Why window.infiniframe is the right direction

Pros:

  • Decouples app-level dispatch from host transport details.
  • Enables contract/versioning without changing caller code.
  • Reduces heuristic branching scattered across JS.

Tradeoff:

  • Requires coordinated updates in JS + C# + C++.
  • Needs compatibility layer for existing callers/protocol.
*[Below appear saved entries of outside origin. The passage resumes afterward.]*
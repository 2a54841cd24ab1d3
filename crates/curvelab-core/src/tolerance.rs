/// Numerical tolerances for the linear solves behind the spline schemes.
#[derive(Debug, Clone, Copy, PartialEq, serde::Serialize, serde::Deserialize)]
pub struct Tolerance {
    /// Relative pivot threshold: a system is singular when its smallest
    /// pivot is at most `pivot` times its largest one.
    pub pivot: f64,
    /// Relative residual bound: `|A·x - b|∞ <= residual * (1 + |b|∞)`.
    pub residual: f64,
}

impl Tolerance {
    pub const DEFAULT_PIVOT: f64 = 1e-12;
    pub const DEFAULT_RESIDUAL: f64 = 1e-9;

    pub fn new(pivot: f64, residual: f64) -> Self {
        Self { pivot, residual }
    }

    pub fn default_precision() -> Self {
        Self {
            pivot: Self::DEFAULT_PIVOT,
            residual: Self::DEFAULT_RESIDUAL,
        }
    }

    pub fn loose() -> Self {
        Self {
            pivot: 1e-15,
            residual: 1e-6,
        }
    }

    pub fn tight() -> Self {
        Self {
            pivot: 1e-8,
            residual: 1e-12,
        }
    }

    /// Check whether the ratio between the smallest and largest pivot
    /// magnitudes is still acceptable.
    pub fn pivots_ok(self, min_pivot: f64, max_pivot: f64) -> bool {
        max_pivot > 0.0 && min_pivot > self.pivot * max_pivot
    }

    /// Check a solve residual against the scale of the right-hand side.
    pub fn residual_ok(self, residual: f64, rhs_norm: f64) -> bool {
        residual <= self.residual * (1.0 + rhs_norm)
    }
}

impl Default for Tolerance {
    fn default() -> Self {
        Self::default_precision()
    }
}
Migration strategy (required)

  1. Add window.infiniframe.host.postMessage as new primary path.
  2. Keep legacy transport/protocol fallback for migration window.
  3. Emit telemetry/log warnings when legacy path is used.
  4. Update C# and C++ host handlers to accept new envelope.
  5. Switch default writers to new contract.
  6. Remove legacy id;payload and direct caller transport branching after deprecation window.

Scope

  • InfiniFrame.Js: new bridge API, adapters, envelope serialization/validation.
  • InfiniFrame / InfiniFrame.BlazorWebView: host receive pipeline + compatibility parser.
  • InfiniFrame.Native (C++): host bridge endpoint + envelope handling.
  • Shared docs: protocol spec, versioning, migration/deprecation policy.

Acceptance criteria

  • JS callers use one API: window.infiniframe.host.postMessage(...).
  • No caller-level dependence on window.chrome / window.external.
  • Envelope validation failures do not crash dispatch flow.
  • Cross-platform tests pass for all supported hosts.
  • Legacy protocol remains functional only during migration window.
  • Deprecation logs and removal plan are documented.

Test plan

  • Unit tests (JS): adapter selection, envelope serialization, malformed input handling.
  • Unit tests (C#/C++): envelope parsing, version handling, fallback behavior.
  • Integration tests: JS -> host messaging on each supported platform.
  • Regression tests: legacy id;payload still works during migration.
  • Stress tests: startup timing/order does not break registration/dispatch.

Risks

  • Breaking interop if host and JS versions are mismatched.
  • Partial rollout across repos causing runtime incompatibility.

Mitigations

  • Versioned envelope + capability checks.
  • Compatibility parser on host side.
  • Incremental rollout with telemetry and clear cutoff version.